**Work instruction:**
Look through the lines below, find those with the word "crate", and copy them.

+--

//! Names every console module pulls in.
//!
//! `println!`/`eprintln!` come from anstream so colors are stripped when the
//! output is not a terminal. Import them explicitly next to the glob
//! (`use crate::prelude::{println, *};`) to shadow the std macros.

pub use crate::error::Error;

pub use anstream::eprintln;
pub use anstream::println;
pub use color_eyre::eyre::{eyre, OptionExt, Result};
pub use colored::Colorize;
pub use std::format as f;

/// Borderless table used for search results and stat cards.
pub fn new_table() -> prettytable::Table {
    let mut table = prettytable::Table::new();

    let format = prettytable::format::FormatBuilder::new()
        .padding(1, 1)
        .build();

    table.set_format(format);

    table
}

/// Bold, upper-cased header row for a [`new_table`].
pub fn header_row(labels: &[&str]) -> prettytable::Row {
    prettytable::Row::new(
        labels
            .iter()
            .map(|label| prettytable::Cell::new(&label.to_uppercase().bold().to_string()))
            .collect(),
    )
}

+--

**Output:**
//! (`use crate::prelude::{println, *};`) to shadow the std macros.
pub use crate::error::Error;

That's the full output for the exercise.